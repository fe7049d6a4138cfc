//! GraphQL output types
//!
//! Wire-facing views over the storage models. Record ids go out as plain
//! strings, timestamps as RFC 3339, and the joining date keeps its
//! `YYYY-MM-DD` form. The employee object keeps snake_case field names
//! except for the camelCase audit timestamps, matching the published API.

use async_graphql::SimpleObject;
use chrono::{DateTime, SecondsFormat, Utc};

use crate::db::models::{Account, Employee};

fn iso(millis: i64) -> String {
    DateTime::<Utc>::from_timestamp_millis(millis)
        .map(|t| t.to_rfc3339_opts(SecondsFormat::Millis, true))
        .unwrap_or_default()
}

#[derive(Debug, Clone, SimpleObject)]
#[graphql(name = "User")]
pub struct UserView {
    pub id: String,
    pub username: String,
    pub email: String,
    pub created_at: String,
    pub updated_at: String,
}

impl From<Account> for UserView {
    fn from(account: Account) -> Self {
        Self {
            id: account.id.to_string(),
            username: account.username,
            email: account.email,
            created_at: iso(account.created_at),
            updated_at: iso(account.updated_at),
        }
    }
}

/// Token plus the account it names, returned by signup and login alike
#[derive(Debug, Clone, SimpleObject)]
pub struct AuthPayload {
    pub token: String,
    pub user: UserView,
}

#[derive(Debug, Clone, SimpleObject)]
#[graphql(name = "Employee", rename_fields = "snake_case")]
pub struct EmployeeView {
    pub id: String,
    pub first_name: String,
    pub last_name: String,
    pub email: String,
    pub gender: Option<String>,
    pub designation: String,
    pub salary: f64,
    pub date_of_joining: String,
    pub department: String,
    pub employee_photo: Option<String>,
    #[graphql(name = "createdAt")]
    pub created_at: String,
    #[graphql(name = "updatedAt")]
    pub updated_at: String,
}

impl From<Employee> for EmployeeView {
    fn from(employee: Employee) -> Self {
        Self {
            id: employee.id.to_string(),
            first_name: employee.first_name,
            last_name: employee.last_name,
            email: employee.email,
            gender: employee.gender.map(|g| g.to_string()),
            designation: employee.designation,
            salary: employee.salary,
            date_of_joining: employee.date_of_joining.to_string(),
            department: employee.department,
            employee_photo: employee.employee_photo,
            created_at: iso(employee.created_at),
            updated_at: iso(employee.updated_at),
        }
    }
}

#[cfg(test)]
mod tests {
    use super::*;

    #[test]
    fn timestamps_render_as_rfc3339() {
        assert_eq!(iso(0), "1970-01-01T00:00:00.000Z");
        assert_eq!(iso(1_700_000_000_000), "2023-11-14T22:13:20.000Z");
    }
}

-------------------------

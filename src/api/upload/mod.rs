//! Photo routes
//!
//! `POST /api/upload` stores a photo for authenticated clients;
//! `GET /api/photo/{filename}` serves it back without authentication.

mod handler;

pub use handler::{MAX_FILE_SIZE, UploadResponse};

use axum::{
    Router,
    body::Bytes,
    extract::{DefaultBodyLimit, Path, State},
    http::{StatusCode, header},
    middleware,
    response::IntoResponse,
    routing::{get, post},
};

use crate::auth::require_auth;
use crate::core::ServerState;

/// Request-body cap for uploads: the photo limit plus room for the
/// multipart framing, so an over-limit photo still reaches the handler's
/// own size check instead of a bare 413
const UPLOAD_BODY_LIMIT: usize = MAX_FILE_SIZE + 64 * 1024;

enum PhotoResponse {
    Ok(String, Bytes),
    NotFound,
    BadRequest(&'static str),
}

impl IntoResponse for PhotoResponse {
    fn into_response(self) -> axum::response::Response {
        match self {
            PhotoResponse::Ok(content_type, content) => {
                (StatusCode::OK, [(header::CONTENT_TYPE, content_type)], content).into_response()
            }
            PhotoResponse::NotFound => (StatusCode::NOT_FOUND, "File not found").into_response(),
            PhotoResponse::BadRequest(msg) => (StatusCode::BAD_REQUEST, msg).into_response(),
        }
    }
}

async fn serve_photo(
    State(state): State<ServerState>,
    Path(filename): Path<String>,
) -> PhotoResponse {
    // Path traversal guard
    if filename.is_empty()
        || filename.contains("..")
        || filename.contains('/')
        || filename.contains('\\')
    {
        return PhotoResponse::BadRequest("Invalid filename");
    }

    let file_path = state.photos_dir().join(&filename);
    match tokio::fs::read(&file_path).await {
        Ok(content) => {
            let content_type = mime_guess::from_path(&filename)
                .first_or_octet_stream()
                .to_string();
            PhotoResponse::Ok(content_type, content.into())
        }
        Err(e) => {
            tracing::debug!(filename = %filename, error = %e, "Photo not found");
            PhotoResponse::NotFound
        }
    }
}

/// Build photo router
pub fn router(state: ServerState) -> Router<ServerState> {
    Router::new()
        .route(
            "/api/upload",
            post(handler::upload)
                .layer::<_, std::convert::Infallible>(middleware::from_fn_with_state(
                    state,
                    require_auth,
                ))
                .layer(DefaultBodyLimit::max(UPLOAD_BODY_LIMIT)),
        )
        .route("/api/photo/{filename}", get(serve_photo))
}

-------------------------

(What is being asked): Only the lines holding "SecondsFormat" are wanted, so copy each of them from the material.

(Solution for this task):
use chrono::{DateTime, SecondsFormat, Utc};
        .map(|t| t.to_rfc3339_opts(SecondsFormat::Millis, true))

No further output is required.